7 Jul 2012

F1 - Silverstone - day 1. The blame game

 The first day of the 2012 British Grand Prix saw little movement on the track and off it.  At 6am race fans were already starting to bombard twitter with messages regarding the state of the traffic jams and the roads.  By late afternoon, when the action on track was over, some of those who hadn't set off at 4am were still queuing to get into the circuit.  Or rather they were stuck on the roads surrounding Silverstone and it's environs unable to move forwards or back.  The infamous forward facing speed camera near the Green Man on the A43 wouldn't have added a single penny to the Northamptonshire Constabulary's coffers.

80,000 race fans tried to get into the circuit.  No-one really knows how many actually made it there but for those who did the action was sparse.

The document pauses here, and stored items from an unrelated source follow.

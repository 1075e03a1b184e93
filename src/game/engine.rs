use super::{
    action::{Direction, Velocity},
    collision::{self, Collision},
    config::GameConfig,
    fruit::FruitPlacer,
    state::{Position, Snake},
};
use crate::error::GameError;

/// What a single tick did to the session
#[derive(Debug, Clone, Copy, PartialEq, Eq)]
pub enum TickOutcome {
    /// Plain move, nothing hit
    Moved,
    /// Fruit eaten; `score` is the new score
    FruitEaten { score: u32 },
    /// Fruit eaten and no free cell is left for the next one
    BoardFull { score: u32 },
    /// Head ran into the body; the session is over
    SelfCollision { score: u32 },
}

impl TickOutcome {
    pub fn is_terminal(&self) -> bool {
        matches!(
            self,
            TickOutcome::BoardFull { .. } | TickOutcome::SelfCollision { .. }
        )
    }
}

/// One active game: snake, fruit, velocity and score
#[derive(Debug, Clone, PartialEq)]
pub struct GameSession {
    snake: Snake,
    fruit: Position,
    velocity: Velocity,
    grid_size: u16,
    score: u32,
    /// Set by a fruit hit, consumed by the following move
    grow_next: bool,
}

impl GameSession {
    pub fn new(config: &GameConfig, placer: &mut FruitPlacer) -> Result<Self, GameError> {
        config.validate()?;

        let snake = Snake::initial(config.grid_size, config.snake_size);
        let fruit = placer
            .place(config.grid_size, &snake)
            .ok_or_else(|| GameError::InvalidConfig("no free cell for the first fruit".into()))?;

        Ok(Self {
            snake,
            fruit,
            velocity: Velocity::default(),
            grid_size: config.grid_size,
            score: 0,
            grow_next: false,
        })
    }

    /// Session with a hand-made layout, for exercising the tick rules
    #[cfg(test)]
    pub(crate) fn from_parts(grid_size: u16, snake: Snake, fruit: Position) -> Self {
        Self {
            snake,
            fruit,
            velocity: Velocity::default(),
            grid_size,
            score: 0,
            grow_next: false,
        }
    }

    #[cfg(test)]
    pub(crate) fn set_fruit(&mut self, fruit: Position) {
        self.fruit = fruit;
    }

    /// Run one tick: move, classify, then update score and fruit.
    ///
    /// Growth lags one tick behind the fruit hit: the move that lands on the
    /// fruit keeps the length, the next move keeps the tail.
    pub fn step(&mut self, placer: &mut FruitPlacer) -> TickOutcome {
        let Some(head) = self.snake.head() else {
            return TickOutcome::Moved;
        };

        let next = head.stepped(self.velocity, self.grid_size);
        self.snake.move_to(next, self.grow_next);

        match collision::detect(self.snake.trail(), self.fruit) {
            Collision::SelfCollision => {
                self.grow_next = false;
                TickOutcome::SelfCollision { score: self.score }
            }
            Collision::FruitEaten => {
                self.score += 1;
                self.grow_next = true;
                match placer.place(self.grid_size, &self.snake) {
                    Some(fruit) => {
                        self.fruit = fruit;
                        TickOutcome::FruitEaten { score: self.score }
                    }
                    None => TickOutcome::BoardFull { score: self.score },
                }
            }
            Collision::None => {
                self.grow_next = false;
                TickOutcome::Moved
            }
        }
    }

    pub fn steer(&mut self, direction: Direction) -> bool {
        self.velocity.steer(direction)
    }

    pub fn snake(&self) -> &Snake {
        &self.snake
    }

    pub fn fruit(&self) -> Position {
        self.fruit
    }

    pub fn velocity(&self) -> Velocity {
        self.velocity
    }

    pub fn grid_size(&self) -> u16 {
        self.grid_size
    }

    pub fn score(&self) -> u32 {
        self.score
    }
}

On track the first practice session started at 10am and the rain, which had been coming down all night, was still pouring down.  A few hardy souls ventured out onto the circuit.  Most cars ran round for a lap or two to check out the conditions but no-one ran for any length of time.  Roman Grosjean set the fastest time of 1m 56.552s.  Neither Alonso nor DiResta even bothered to turn a lap.  The HRTs, suffering from a lack of downforce, were spinning around at the slightest hint of oversteer. Rain is meant to be a leveller in car racing but when the basic machine is so poor the drivers have no chance.

Meanwhile outside the circuit the car parks were turning into scenes reminiscent of the awful conditions of 2000.  Most of the parking at Silverstone is in fields which is normally fine in July but after the wettest spring on record the conditions were dire.  Unfortunate parking marshals and Silverstone's army of traffic controllers were stuck.  They couldn't allow more cars into the fields as those that were already there were sinking up to their axles in mud.  So they asked the traffic to turn around and go home - which is not easy when that traffic is, at times, three lanes wide and nose to tail for five miles.

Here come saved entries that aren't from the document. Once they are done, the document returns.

use std::io;

use ratatui::{
    backend::Backend,
    layout::{Alignment, Constraint, Direction, Layout, Rect},
    style::{Color, Modifier, Style},
    text::{Line, Span},
    widgets::{Block, BorderType, Borders, Clear, Paragraph},
    Frame, Terminal,
};

use super::{board::Board, Scene, Surface};

/// Status shown around the board
#[derive(Debug, Clone, Default, PartialEq)]
pub struct Hud {
    pub score: u32,
    pub high_score: u32,
    pub games_played: u32,
    pub elapsed: String,
    pub interval_ms: f64,
    pub running: bool,
    /// Score of the game that just ended, if any
    pub last_score: Option<u32>,
}

/// ratatui terminal used as the game's drawing surface
pub struct TerminalSurface<B: Backend> {
    terminal: Terminal<B>,
    hud: Hud,
}

impl<B: Backend> TerminalSurface<B> {
    pub fn new(terminal: Terminal<B>) -> Self {
        Self {
            terminal,
            hud: Hud::default(),
        }
    }

    pub fn set_hud(&mut self, hud: Hud) {
        self.hud = hud;
    }

    pub fn terminal(&self) -> &Terminal<B> {
        &self.terminal
    }
}

impl<B: Backend> Surface for TerminalSurface<B> {
    fn is_usable(&self) -> bool {
        self.terminal
            .size()
            .map(|size| size.width > 0 && size.height > 0)
            .unwrap_or(false)
    }

    fn draw(&mut self, scene: Scene<'_>) -> io::Result<()> {
        let hud = &self.hud;
        self.terminal.draw(|frame| render(frame, scene, hud))?;
        Ok(())
    }
}

fn render(frame: &mut Frame, scene: Scene<'_>, hud: &Hud) {
    let chunks = Layout::default()
        .direction(Direction::Vertical)
        .constraints([
            Constraint::Length(3), // Header
            Constraint::Min(0),    // Game area
            Constraint::Length(3), // Footer
        ])
        .split(frame.area());

    frame.render_widget(render_stats(hud), chunks[0]);

    let (width, height) = scene.grid_size.map(Board::footprint).unwrap_or((0, 0));
    let framed = centered(chunks[1], width.saturating_add(2), height.saturating_add(2));
    let block = Block::default()
        .borders(Borders::ALL)
        .border_type(BorderType::Double)
        .border_style(Style::default().fg(Color::White))
        .title(" Snake ");
    let inner = block.inner(framed);
    frame.render_widget(block, framed);
    frame.render_widget(Board::new(scene), inner);

    if !hud.running {
        let popup = centered(chunks[1], 36, 7);
        frame.render_widget(Clear, popup);
        frame.render_widget(render_idle(hud), popup);
    }

    frame.render_widget(render_controls(), chunks[2]);
}

fn render_stats(hud: &Hud) -> Paragraph<'static> {
    let text = vec![Line::from(vec![
        Span::styled("Score: ", Style::default().fg(Color::Yellow)),
        Span::styled(
            hud.score.to_string(),
            Style::default()
                .fg(Color::White)
                .add_modifier(Modifier::BOLD),
        ),
        Span::raw("    "),
        Span::styled("Best: ", Style::default().fg(Color::Yellow)),
        Span::styled(hud.high_score.to_string(), Style::default().fg(Color::White)),
        Span::raw("    "),
        Span::styled("Time: ", Style::default().fg(Color::Yellow)),
        Span::styled(hud.elapsed.clone(), Style::default().fg(Color::White)),
        Span::raw("    "),
        Span::styled("Tick: ", Style::default().fg(Color::Yellow)),
        Span::styled(
            format!("{:.1}ms", hud.interval_ms),
            Style::default().fg(Color::White),
        ),
    ])];

    Paragraph::new(text).alignment(Alignment::Center)
}

fn render_idle(hud: &Hud) -> Paragraph<'static> {
    let mut text = vec![Line::from("")];

    match hud.last_score {
        Some(score) => {
            text.push(Line::from(vec![Span::styled(
                "GAME OVER",
                Style::default().fg(Color::Red).add_modifier(Modifier::BOLD),
            )]));
            text.push(Line::from(vec![
                Span::styled("Final Score: ", Style::default().fg(Color::Yellow)),
                Span::styled(
                    score.to_string(),
                    Style::default()
                        .fg(Color::White)
                        .add_modifier(Modifier::BOLD),
                ),
            ]));
        }
        None => {
            text.push(Line::from(vec![Span::styled(
                "STOPPED",
                Style::default().fg(Color::Yellow).add_modifier(Modifier::BOLD),
            )]));
            text.push(Line::from(format!("Games played: {}", hud.games_played)));
        }
    }

    text.push(Line::from(vec![
        Span::styled("Press ", Style::default().fg(Color::Gray)),
        Span::styled(
            "R",
            Style::default()
                .fg(Color::Green)
                .add_modifier(Modifier::BOLD),
        ),
        Span::styled(" to restart or ", Style::default().fg(Color::Gray)),
        Span::styled(
            "Q",
            Style::default().fg(Color::Red).add_modifier(Modifier::BOLD),
        ),
        Span::styled(" to quit", Style::default().fg(Color::Gray)),
    ]));

    Paragraph::new(text).alignment(Alignment::Center).block(
        Block::default()
            .borders(Borders::ALL)
            .border_style(Style::default().fg(Color::Red)),
    )
}

fn render_controls() -> Paragraph<'static> {
    let text = vec![Line::from(vec![
        Span::styled("↑↓←→", Style::default().fg(Color::Cyan)),
        Span::raw(" or "),
        Span::styled("WASD", Style::default().fg(Color::Cyan)),
        Span::raw(" to move | "),
        Span::styled("1/2/3", Style::default().fg(Color::Cyan)),
        Span::raw(" speed | "),
        Span::styled("Space", Style::default().fg(Color::Cyan)),
        Span::raw(" stop/start | "),
        Span::styled("Q", Style::default().fg(Color::Red)),
        Span::raw(" to quit"),
    ])];

    Paragraph::new(text).alignment(Alignment::Center)
}

/// Rect of at most `width` x `height` centred in `area`
fn centered(area: Rect, width: u16, height: u16) -> Rect {
    let width = width.min(area.width);
    let height = height.min(area.height);
    Rect::new(
        area.x + (area.width - width) / 2,
        area.y + (area.height - height) / 2,
        width,
        height,
    )
}

#[cfg(test)]
mod tests {
    use super::*;
    use crate::game::Snake;
    use ratatui::backend::TestBackend;

    fn screen_text(surface: &TerminalSurface<TestBackend>) -> String {
        let buffer = surface.terminal().backend().buffer();
        let area = buffer.area;
        let mut text = String::new();
        for y in 0..area.height {
            for x in 0..area.width {
                text.push_str(buffer.cell((x, y)).map(|c| c.symbol()).unwrap_or(" "));
            }
            text.push('\n');
        }
        text
    }

    fn surface(width: u16, height: u16) -> TerminalSurface<TestBackend> {
        TerminalSurface::new(Terminal::new(TestBackend::new(width, height)).unwrap())
    }

    #[test]
    fn test_empty_terminal_is_not_usable() {
        assert!(!surface(0, 0).is_usable());
        assert!(surface(80, 30).is_usable());
    }

    #[test]
    fn test_draws_hud_while_running() {
        let mut surface = surface(80, 32);
        surface.set_hud(Hud {
            score: 7,
            high_score: 12,
            elapsed: "01:05".into(),
            interval_ms: 125.0,
            running: true,
            ..Default::default()
        });

        let snake = Snake::initial(21, 9);
        surface
            .draw(Scene {
                snake: Some(&snake),
                fruit: None,
                grid_size: Some(21),
            })
            .unwrap();

        let text = screen_text(&surface);
        assert!(text.contains("Score: 7"));
        assert!(text.contains("Best: 12"));
        assert!(text.contains("01:05"));
        assert!(text.contains("125.0ms"));
        assert!(!text.contains("GAME OVER"));
    }

    #[test]
    fn test_draws_game_over() {
        let mut surface = surface(80, 32);
        surface.set_hud(Hud {
            running: false,
            last_score: Some(4),
            ..Default::default()
        });
        surface
            .draw(Scene {
                grid_size: Some(21),
                ..Default::default()
            })
            .unwrap();

        let text = screen_text(&surface);
        assert!(text.contains("GAME OVER"));
        assert!(text.contains("Final Score: 4"));
    }

    #[test]
    fn test_centered_clamps_to_area() {
        let area = Rect::new(0, 0, 10, 4);
        assert_eq!(centered(area, 20, 20), area);
        assert_eq!(centered(area, 4, 2), Rect::new(3, 1, 4, 2));
    }
}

Free practice two started at 2pm.  The session was busier than FP1 in terms of action on track.  Grosjean, Ricciardo, Webber and de la Rosa didn't bother to reward those fans who had actually managed to get into the track with an appearance.  Those drivers who did venture out generally put in a few laps and tried to set competitive times.  Hamilton, Kobayashi and Schumacher set the fastest times with Rosberg, Perez and Button just behind them.  Surprise of the day was the re-emerging star Heikki Kovalainen who was seventh.  It is also worth noting that Massa, never a master of wet conditions, was fourteenth.

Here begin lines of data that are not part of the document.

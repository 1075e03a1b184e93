use std::time::{Duration, Instant};

/// Scores and play time across the games of one run
pub struct GameMetrics {
    pub start_time: Instant,
    pub elapsed_time: Duration,
    pub score: u32,
    pub high_score: u32,
    pub games_played: u32,
    pub last_score: Option<u32>,
}

impl GameMetrics {
    pub fn new() -> Self {
        Self {
            start_time: Instant::now(),
            elapsed_time: Duration::ZERO,
            score: 0,
            high_score: 0,
            games_played: 0,
            last_score: None,
        }
    }

    /// Refresh the clock of a running game
    pub fn update(&mut self) {
        self.elapsed_time = self.start_time.elapsed();
    }

    pub fn on_game_start(&mut self) {
        self.start_time = Instant::now();
        self.elapsed_time = Duration::ZERO;
        self.score = 0;
        self.last_score = None;
    }

    pub fn on_fruit(&mut self, score: u32) {
        self.score = score;
        self.high_score = self.high_score.max(score);
    }

    pub fn on_game_over(&mut self, final_score: u32) {
        self.games_played += 1;
        self.score = final_score;
        self.last_score = Some(final_score);
        self.high_score = self.high_score.max(final_score);
    }

    pub fn format_time(&self) -> String {
        let total_secs = self.elapsed_time.as_secs();
        let minutes = total_secs / 60;
        let seconds = total_secs % 60;
        format!("{:02}:{:02}", minutes, seconds)
    }
}

impl Default for GameMetrics {
    fn default() -> Self {
        Self::new()
    }
}
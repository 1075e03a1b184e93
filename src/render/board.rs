use ratatui::{
    buffer::Buffer,
    layout::Rect,
    style::Color,
    widgets::Widget,
};

use super::Scene;
use crate::game::Position;

/// Terminal columns per grid cell, so cells come out roughly square
pub const CELL_WIDTH: u16 = 2;

pub const LIGHT_TILE: Color = Color::Rgb(170, 215, 81);
pub const DARK_TILE: Color = Color::Rgb(162, 209, 73);
pub const FRUIT_COLOR: Color = Color::Red;
pub const SNAKE_COLOR: Color = Color::Blue;

/// Grid widget: checkerboard background, then fruit, then snake
pub struct Board<'a> {
    scene: Scene<'a>,
}

impl<'a> Board<'a> {
    pub fn new(scene: Scene<'a>) -> Self {
        Self { scene }
    }

    /// Terminal area (width, height) a grid of `grid_size` cells needs
    pub fn footprint(grid_size: u16) -> (u16, u16) {
        (grid_size.saturating_mul(CELL_WIDTH), grid_size)
    }
}

impl Widget for Board<'_> {
    fn render(self, area: Rect, buf: &mut Buffer) {
        if let Some(grid_size) = self.scene.grid_size {
            // Only the cells that fit in `area`
            let columns = grid_size.min(area.width.div_ceil(CELL_WIDTH));
            let rows = grid_size.min(area.height);
            for y in 0..i32::from(rows) {
                for x in 0..i32::from(columns) {
                    let color = if (x + y) % 2 == 0 { LIGHT_TILE } else { DARK_TILE };
                    paint(buf, area, Position::new(x, y), color);
                }
            }
        }

        if let Some(fruit) = self.scene.fruit {
            paint(buf, area, fruit, FRUIT_COLOR);
        }

        if let Some(snake) = self.scene.snake {
            for pos in snake.trail() {
                paint(buf, area, *pos, SNAKE_COLOR);
            }
        }
    }
}

fn paint(buf: &mut Buffer, area: Rect, pos: Position, color: Color) {
    let (Ok(cx), Ok(cy)) = (u16::try_from(pos.x), u16::try_from(pos.y)) else {
        return;
    };
    let y = area.y.saturating_add(cy);
    if y >= area.bottom() {
        return;
    }

    let left = area.x.saturating_add(cx.saturating_mul(CELL_WIDTH));
    for x in left..left.saturating_add(CELL_WIDTH) {
        if x >= area.right() {
            break;
        }
        if let Some(cell) = buf.cell_mut((x, y)) {
            cell.set_symbol(" ").set_bg(color);
        }
    }
}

There were plenty of spinners.  Most drivers suffered power oversteer.  It is good to see the cars squirming on track as the rear tyres release their grip and the drivers using their skill to try and save the skid.  Plenty skittled across the kerbs and infield, sometimes ploughing through deep puddles.  Towards the end of the session Alonso lost control and ended up in the wall - albeit not too heavily.  Bruno Senna, on the other hand, crashed head-on into the wall at Chapel and heavily damaged his Williams.

By 3.30pm the session was over.  And still the roads outside the circuit were packed with seething fans unable to get into the circuit.  Many team members were also caught in the traffic.  Caterham's Mike Gascoyne said it took him a total of seven hours to get in and out of the circuit.  Mark Webber was an hour late and GP2 commentator Will Buxton, who lives nearby the circuit, started his commentary with a moan about the traffic.  Many have blamed the race organisers and Silverstone MD, Richard Phillips, has apologised 'unreservedly' to the fans stuck in the traffic chaos.

But what must not be forgotten is that this years rainfall has been unprecedented and the vast majority of parking is on grassed fields.  It is not practical to tarmac hundreds of acres just for the two or three times a year they need to be called into action for races.  The weather colluded against the race organisers who, whilst they could have been better organised, did their best in extremely trying conditions.  The BRDC will no doubt make a loss on this years race as fans claim back the price of their tickets.  The fields will be no better for the rest of the weekend so many thousands of tickets will have to be refunded.  And don't forget that 80,000 is more than the spectator attendance at most F1 race days, never mind Friday practice.

We were there in 2000.  We had a 4 hour journey to the circuit and only had race day tickets so in order to avoid the inevitable jams early in the morning we drove our cars into the car park on Saturday evening.  After a few beers we slept in our cars and strolled up to the pedestrian entrance at 8am.

Perhaps next year some of the 80,000 will organise themselves better by turning up the evening before, utilising one of the many park and rides or simply riding into the circuit on motorcycles.

Despite the poor start to F1 at Silverstone in 2012 we're looking forward to an epic weekend of racing in what is turning out to be one of the best seasons in many, many years.